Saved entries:
_ _ _

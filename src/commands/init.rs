use crate::commands::Out;
use crate::error::{ErrorType, IntoResult};
use crate::{Config, Result};
use anyhow::Context;
use std::path::Path;

/// Creates the data directory with an initial `config.json` pointing at `api_url` and an empty
/// session.
///
/// # Arguments
/// - `billed_home` - The directory that will be the root of data directory, e.g. `$HOME/billed`
/// - `api_url` - The base URL of the bills API, e.g. `http://localhost:5678`
///
/// # Errors
/// - Returns an error if any file operations fail or if `api_url` is not a URL.
pub async fn init(billed_home: &Path, api_url: &str) -> Result<Out<()>> {
    let config = Config::create(billed_home, api_url)
        .await
        .context("Unable to create the data directory and configs")
        .pub_result(ErrorType::Config)?;
    Ok(format!(
        "Successfully created the billed directory and config at {}",
        config.root().display()
    )
    .into())
}

#[cfg(test)]
mod tests {
    use super::*;
    use tempfile::TempDir;

    #[tokio::test]
    async fn test_init() {
        let dir = TempDir::new().unwrap();
        let home = dir.path().join("billed");
        let out = init(&home, "http://localhost:5678").await.unwrap();
        assert!(out.message().contains("Successfully created"));
        let config = Config::load(&home).await.unwrap();
        assert_eq!(config.api_url(), "http://localhost:5678");
    }

    #[tokio::test]
    async fn test_init_bad_url() {
        let dir = TempDir::new().unwrap();
        let err = init(dir.path(), "localhost").await.unwrap_err();
        assert_eq!(err.kind(), ErrorType::Config);
    }
}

_ _ _

The full set of entries, copied exactly, is the expected answer.

__Written answer__.
filename src/commands/init.rs
use crate::commands::Out;
use crate::error::{ErrorType, IntoResult};
use crate::{Config, Result};
use anyhow::Context;
use std::path::Path;

/// Creates the data directory with an initial `config.json` pointing at `api_url` and an empty
/// session.
///
/// # Arguments
/// - `billed_home` - The directory that will be the root of data directory, e.g. `$HOME/billed`
/// - `api_url` - The base URL of the bills API, e.g. `http://localhost:5678`
///
/// # Errors
/// - Returns an error if any file operations fail or if `api_url` is not a URL.
pub async fn init(billed_home: &Path, api_url: &str) -> Result<Out<()>> {
    let config = Config::create(billed_home, api_url)
        .await
        .context("Unable to create the data directory and configs")
        .pub_result(ErrorType::Config)?;
    Ok(format!(
        "Successfully created the billed directory and config at {}",
        config.root().display()
    )
    .into())
}

#[cfg(test)]
mod tests {
    use super::*;
    use tempfile::TempDir;

    #[tokio::test]
    async fn test_init() {
        let dir = TempDir::new().unwrap();
        let home = dir.path().join("billed");
        let out = init(&home, "http://localhost:5678").await.unwrap();
        assert!(out.message().contains("Successfully created"));
        let config = Config::load(&home).await.unwrap();
        assert_eq!(config.api_url(), "http://localhost:5678");
    }

    #[tokio::test]
    async fn test_init_bad_url() {
        let dir = TempDir::new().unwrap();
        let err = init(dir.path(), "localhost").await.unwrap_err();
        assert_eq!(err.kind(), ErrorType::Config);
    }
}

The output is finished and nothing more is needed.